You may well have heard the story about Schwarzenegger's corrupt ties with two muscle magazines: he had a multi-million dollar contract with them, including a commission on their sales of supplements ads...while he was Governor and vetoing bills that would have reined in supplement sales.
Just another Schwarzen-scandal?
Dan Morain and Peter Nicholas in the LA Times find evidence that is was something much worse, a profoundly cynical abdication of leadership on an issue that will directly affect the health of a generation of young athletes. They write:
Gov.

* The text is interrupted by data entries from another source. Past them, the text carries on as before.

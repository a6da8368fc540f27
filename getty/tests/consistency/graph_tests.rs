use super::support::*;

#[tokio::test]
async fn follow_updates_both_records() {
    let store = MemoryStore::new();
    let graph = SocialGraph::new(store.clone());

    let initiator = graph.follow("bob", "alice").await.expect("follow");
    assert_eq!(initiator.id, "bob");
    assert_eq!(initiator.following, vec!["alice".to_string()]);

    assert!(graph.is_following("bob", "alice").await.unwrap());
    assert!(!graph.is_following("alice", "bob").await.unwrap());
    assert_eq!(graph.followers("alice").await.unwrap(), vec!["bob".to_string()]);
    assert!(graph.following("alice").await.unwrap().is_empty());

    let stored = friend_doc(&store, "alice").await.expect("alice record written");
    assert_eq!(stored["followers"], json!(["bob"]));
}

#[tokio::test]
async fn second_follow_is_a_conflict_and_writes_nothing() {
    let store = MemoryStore::new();
    let graph = SocialGraph::new(store.clone());
    graph.follow("bob", "alice").await.unwrap();
    let path = friends_path("alice").unwrap();
    let before = store.get_versioned(&path).await.unwrap().version;

    let err = graph.follow("bob", "alice").await.unwrap_err();
    assert_eq!(err.kind(), ErrorKind::Conflict);
    assert_eq!(err.message(), "already following");
    assert_eq!(store.get_versioned(&path).await.unwrap().version, before);
}

#[tokio::test]
async fn one_sided_edge_still_blocks_follow() {
    let store = MemoryStore::new();
    store
        .set(&friends_path("alice").unwrap(), json!({"id": "alice", "followers": ["bob"]}))
        .await
        .unwrap();
    let graph = SocialGraph::new(store);

    let err = graph.follow("bob", "alice").await.unwrap_err();
    assert_eq!(err.kind(), ErrorKind::Conflict);
}

#[tokio::test]
async fn unfollow_removes_both_sides_and_tolerates_missing_edges() {
    let store = MemoryStore::new();
    let graph = SocialGraph::new(store.clone());
    graph.follow("bob", "alice").await.unwrap();
    graph.follow("carol", "alice").await.unwrap();

    let record = graph.unfollow("bob", "alice").await.expect("unfollow");
    assert!(record.following.is_empty());
    assert_eq!(graph.followers("alice").await.unwrap(), vec!["carol".to_string()]);

    let again = graph.unfollow("bob", "alice").await.expect("repeat unfollow");
    assert!(again.following.is_empty());
}

#[tokio::test]
async fn malformed_ids_are_rejected_per_field() {
    let graph = SocialGraph::new(MemoryStore::new());

    let err = graph.follow("bob", "a/b").await.unwrap_err();
    assert_eq!(err.kind(), ErrorKind::Validation);
    assert_eq!(err.param(), "target_id");

    let err = graph.follow("", "alice").await.unwrap_err();
    assert_eq!(err.param(), "user_id");

    let err = graph.get_friend_record("bad.id").await.unwrap_err();
    assert_eq!(err.kind(), ErrorKind::Validation);
}

#[tokio::test]
async fn stored_duplicates_and_nulls_are_normalized() {
    let store = MemoryStore::new();
    store
        .set(
            &friends_path("alice").unwrap(),
            json!({"id": "alice", "followers": ["bob", "bob", "carol"], "following": null}),
        )
        .await
        .unwrap();
    let graph = SocialGraph::new(store);

    let record = graph.get_friend_record("alice").await.unwrap();
    assert_eq!(record.followers, vec!["bob".to_string(), "carol".to_string()]);
    assert!(record.following.is_empty());
}

#[tokio::test]
async fn sequential_mode_rolls_back_the_first_write() {
    let store = MemoryStore::new();
    let graph = SocialGraph::new(store.clone()).with_mode(WriteMode::Sequential);
    store.fail_path(friends_path("alice").unwrap(), FaultOp::Write);

    let err = graph.follow("bob", "alice").await.unwrap_err();
    assert_eq!(err.kind(), ErrorKind::Transport);

    store.clear_faults();
    assert!(friend_doc(&store, "bob").await.is_none(), "bob's record is restored to absent");
    assert!(!graph.is_following("bob", "alice").await.unwrap());
}

#[tokio::test]
async fn sequential_mode_reports_a_failed_rollback() {
    let store = MemoryStore::new();
    let graph = SocialGraph::new(store.clone()).with_mode(WriteMode::Sequential);
    store.fail_writes_after(1);

    let err = graph.follow("bob", "alice").await.unwrap_err();
    assert_eq!(err.kind(), ErrorKind::PartialConsistency);
    let RepoError::PartialConsistency { written, failed, .. } = &err else {
        panic!("expected partial consistency, got {err:?}");
    };
    assert_eq!(written, &vec!["friends/bob".to_string()]);
    assert_eq!(failed, "friends/alice");

    store.clear_faults();
    let issues = graph.audit("bob").await.unwrap();
    assert_eq!(issues.len(), 1);
    assert!(matches!(issues[0], EdgeIssue::MissingFollower(_)));
}

#[tokio::test]
async fn atomic_mode_leaves_nothing_behind_on_failure() {
    let store = MemoryStore::new();
    let graph = SocialGraph::new(store.clone());
    store.fail_path(friends_path("alice").unwrap(), FaultOp::Write);

    let err = graph.follow("bob", "alice").await.unwrap_err();
    assert_eq!(err.kind(), ErrorKind::Transport);
    store.clear_faults();
    assert!(friend_doc(&store, "bob").await.is_none());
    assert!(friend_doc(&store, "alice").await.is_none());
}

#[tokio::test]
async fn audit_and_repair_restore_mirrored_edges() {
    let store = MemoryStore::new();
    store
        .set(
            &friends_path("bob").unwrap(),
            json!({"id": "bob", "following": ["alice"], "followers": ["dave"]}),
        )
        .await
        .unwrap();
    store
        .set(&friends_path("dave").unwrap(), json!({"id": "dave", "following": []}))
        .await
        .unwrap();
    let graph = SocialGraph::new(store.clone());

    let issues = graph.audit("bob").await.unwrap();
    assert_eq!(issues.len(), 2);
    assert!(issues.iter().any(|issue| matches!(issue, EdgeIssue::MissingFollower(edge) if edge.followee == "alice")));
    assert!(issues.iter().any(|issue| matches!(issue, EdgeIssue::StaleFollower(edge) if edge.follower == "dave")));

    let report = graph.repair("bob").await.unwrap();
    assert_eq!(report.added_followers.len(), 1);
    assert_eq!(report.removed_followers.len(), 1);

    assert_eq!(graph.followers("alice").await.unwrap(), vec!["bob".to_string()]);
    assert!(graph.followers("bob").await.unwrap().is_empty());
    assert!(graph.audit("bob").await.unwrap().is_empty());
    assert!(graph.repair("bob").await.unwrap().is_clean());
}

#[tokio::test]
async fn repair_does_not_resurrect_an_edge_unfollowed_mid_repair() {
    let store = MemoryStore::new();
    store
        .set(&friends_path("bob").unwrap(), json!({"id": "bob", "following": ["alice"]}))
        .await
        .unwrap();
    store
        .set(&friends_path("alice").unwrap(), json!({"id": "alice", "followers": []}))
        .await
        .unwrap();
    let racing = UnfollowBeforeCommit::new(store.clone(), "bob", "alice");

    let report = SocialGraph::new(racing.clone()).repair("bob").await.unwrap();
    assert!(racing.fired());
    assert!(report.is_clean());

    let graph = SocialGraph::new(store);
    assert!(graph.following("bob").await.unwrap().is_empty());
    assert!(graph.followers("alice").await.unwrap().is_empty());
    assert!(graph.audit("alice").await.unwrap().is_empty());
    assert!(graph.audit("bob").await.unwrap().is_empty());
}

Arnold Schwarzenegger kept his job as executive editor of two muscle magazines — and continued to collect a portion of ad revenue as payment — for five months after telling one of the publications' top executives that he found the ads for steroid-like substances and penis enlargement inappropriate.
"These are ads which promote supplements as having almost 'anabolic steroid' properties both in the name of the products and the way their benefits are described," Schwarzenegger said in the letter, dated Feb. 25, 2005. "For us to be successful in winning our dietary supplement case in the court of public opinion, I feel we need to ensure that we adhere to a higher standard than that shown by these ads."
Did you catch that? Schwarzenegger was not upset that it was morally corrupt and profoundly cynical for him to financially gain from the sale of faux-anabolic steroids. He was upset that IT MIGHT LOOK BAD.
This is leadership?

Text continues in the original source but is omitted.